Germania al voto, non ci sono buoni e cattivi

MARIO DEAGLIO

Moltissimi italiani sono convinti che il risultato delle elezioni tedesche di oggi influenzerà immediatamente e sensibilmente la nostra politica economica. 

E quindi, se vincerà l’attuale coalizione di governo, a livello europeo saremo trattati con maggiore severità. Se dovesse prevalere l’attuale opposizione, oppure materializzarsi una versione tedesca del governo delle larghe intese, ci sarebbe consentito lo sforamento del tetto del 3 per cento al nostro deficit e potremmo tranquillamente permetterci di confermare l’abolizione dell’Imu e di non aumentare l’Iva. 
 
Qualcuno arriva a sperare che una maggioranza diversa consentirà alla Banca Centrale Europea una politica monetaria più accomodante con la creazione di liquidità se non proprio a livello americano o giapponese sicuramente sufficiente a consentire all’economia europea un’espansione ben più rapida della debole ripresa attuale.

È meglio non illudersi troppo. È molto probabile, invece, che, chiunque sia il prossimo vincitore, le cose non cambino in maniera apprezzabile nel breve periodo e cambino invece gradualmente in senso espansivo nel medio e lungo periodo. L’abitudine a dividere sommariamente i tedeschi in «buoni» e «cattivi» fa parte di un semplicismo dal quale possono venire illusioni e danni.
 
Per convincersi di questo è bene considerare che l’elettorato di riferimento del Partito socialdemocratico tedesco è rappresentato dai lavoratori dipendenti e in particolare dagli operai dell’industria. Il mondo del lavoro ha con gli imprenditori un rapporto dialettico e collaborativo da mezzo secolo e il successo di tale collaborazione è misurabile in salari reali sensibilmente più elevati di quelli italiani e in una disoccupazione pari all’incirca alla metà della nostra. Ebbene, i lavoratori dipendenti, e in particolare gli operai dell’industria tedesca, non sarebbero certo entusiasti di una politica europea che comportasse, a spese loro, consistenti aiuti ad altri Paesi senza una chiara prospettiva di restituzione. Prima di criticare dovremmo considerare che nessun lavoratore italiano farebbe salti gioia di fronte alla prospettiva di un aumento di imposte a favore della Grecia o del Portogallo.
 
Va aggiunto che il leader socialdemocratico, Peer Steinbrück non può essere considerato un grande amico dell’Italia: dopo il successo del M5S alle nostre recenti elezioni politiche fece commenti sprezzanti sull’importanza dei comici nella vita politica italiana che indussero il presidente Napolitano, in quei giorni in visita in Germania, ad annullare un incontro programmato con lui.
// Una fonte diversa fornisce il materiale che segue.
use std::collections::HashMap;
use std::sync::{Arc, Mutex, PoisonError};

use log::{debug, error, info};
use uuid::Uuid;

use super::cleanup::ContainerCleaner;
use super::instance::InstanceError;
use super::instance_registry::InstanceRegistry;
use super::proxy::{ProxyError, ProxyOverview};
use super::proxy_registry::ProxyRegistry;
use super::teardown::{RemovalPreview, TeardownError, TeardownReport, TeardownState};

/// Drives proxy removal: preview, confirmation and the ordered removal of
/// dependents, the tunnel and finally the proxy itself.
pub struct TeardownCoordinator {
    proxies: Arc<ProxyRegistry>,
    instances: Arc<InstanceRegistry>,
    cleaner: Arc<ContainerCleaner>,
    tunnel_lock: Arc<tokio::sync::Mutex<()>>,
    sessions: Mutex<HashMap<Uuid, TeardownState>>,
}

impl TeardownCoordinator {
    pub fn new(
        proxies: Arc<ProxyRegistry>,
        instances: Arc<InstanceRegistry>,
        cleaner: Arc<ContainerCleaner>,
        tunnel_lock: Arc<tokio::sync::Mutex<()>>,
    ) -> Self {
        Self {
            proxies,
            instances,
            cleaner,
            tunnel_lock,
            sessions: Mutex::new(HashMap::new()),
        }
    }

    pub fn state(&self, proxy_id: &Uuid) -> Option<TeardownState> {
        self.sessions().get(proxy_id).copied()
    }

    /// Read only preview of what a removal would delete.
    pub fn inspect(&self, proxy_id: &Uuid) -> Result<RemovalPreview, TeardownError> {
        let proxy = self.proxies.get_active(proxy_id)?;
        let health = self.proxies.health(proxy_id).unwrap_or_default();
        let dependents = self.instances.by_proxy(proxy_id);
        self.set_state(proxy_id, TeardownState::Inspecting);
        debug!(
            "Proxy {proxy} has {} dependent instances.",
            dependents.len()
        );
        Ok(RemovalPreview {
            overview: ProxyOverview {
                proxy,
                health,
                instances_count: dependents.len(),
            },
            dependents,
        })
    }

    pub fn abort(&self, proxy_id: &Uuid) -> Result<(), TeardownError> {
        let mut sessions = self.sessions();
        match sessions.get(proxy_id).copied() {
            Some(state) if !state.is_abortable() => Err(TeardownError::NotAbortable {
                proxy_id: *proxy_id,
                state,
            }),
            Some(_) => {
                sessions.insert(*proxy_id, TeardownState::Aborted);
                info!("Aborted removal of proxy: {proxy_id}");
                Ok(())
            }
            None => Err(TeardownError::Proxy(ProxyError::NotFound(*proxy_id))),
        }
    }

    /// Removes every dependent instance, then the tunnel, then the proxy.
    /// Only the first caller for a proxy gets past the claim, later or
    /// concurrent callers observe `NotFound` without touching the runtime.
    pub async fn confirm_and_remove(
        &self,
        proxy_id: &Uuid,
    ) -> Result<TeardownReport, TeardownError> {
        let proxy = self.proxies.retire(proxy_id)?;
        self.set_state(proxy_id, TeardownState::Confirmed);
        info!("Removing proxy {proxy}");
        self.set_state(proxy_id, TeardownState::Removing);

        let mut removed_instances = vec![];
        let mut failures = vec![];
        loop {
            let dependents = self.instances.by_proxy(proxy_id);
            if dependents.is_empty() {
                break;
            }
            for instance in dependents {
                failures.extend(self.cleaner.remove_instance(&instance).await);
                match self.instances.remove(&instance.id) {
                    Ok(_) => removed_instances.push(instance.id),
                    Err(InstanceError::NotFound(_)) => {
                        debug!("Instance {} was removed concurrently.", instance.id)
                    }
                    Err(err) => failures.push(err.to_string()),
                }
            }
        }

        let tunnel_removed = {
            let _provisioning = self.tunnel_lock.lock().await;
            match self.cleaner.remove_tunnel(&proxy.hash()).await {
                Ok(()) => true,
                Err(err) => {
                    error!("Failed to remove tunnel of proxy {proxy}: {err}");
                    failures.push(format!("tunnel: {err}"));
                    false
                }
            }
        };

        let proxy = self.proxies.remove(proxy_id)?;
        self.set_state(proxy_id, TeardownState::Removed);
        info!(
            "Proxy {proxy} removed with {} instances.",
            removed_instances.len()
        );
        Ok(TeardownReport {
            proxy,
            removed_instances,
            failures,
            tunnel_removed,
        })
    }

    fn set_state(&self, proxy_id: &Uuid, state: TeardownState) {
        self.sessions().insert(*proxy_id, state);
    }

    fn sessions(&self) -> std::sync::MutexGuard<'_, HashMap<Uuid, TeardownState>> {
        self.sessions.lock().unwrap_or_else(PoisonError::into_inner)
    }
}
L’Italia riscuote maggiore simpatia presso Angela Merkel la quale non solo viene regolarmente in vacanza a Ischia ma ha anche lungamente ascoltato le opinioni del precedente presidente del Consiglio italiano sulle necessità di una politica più flessibile. Questi colloqui hanno contribuito a un atteggiamento tedesco più morbido verso i Paesi in deficit del quale hanno però beneficiato francesi e spagnoli: a Francia e Spagna l’Unione Europea ha concesso uno slittamento di due anni nel programma di rientro dal deficit pubblico mentre tale slittamento è stato negato proprio all’Italia.
 
Questo dovrebbe insegnare agli italiani che la politica economica europea si fa assai poco sulla base di simpatie e molto sulla base di parametri concreti. Per ottenere un analogo slittamento, l’Italia dovrà dimostrare che il rientro del deficit pubblico sotto il valore del 3 per cento del prodotto interno lordo è permanente e mostra un’ulteriore tendenza a scendere. L’ottimismo, poi rientrato, sul raggiungimento di quell’obiettivo non ha fatto certo bene alla reputazione italiana; vista da Berlino, l’ostinazione di una parte almeno della maggioranza a non procedere all’aumento già programmato dell’Iva appare quasi come il capriccio di un bambino piccolo per una caramella.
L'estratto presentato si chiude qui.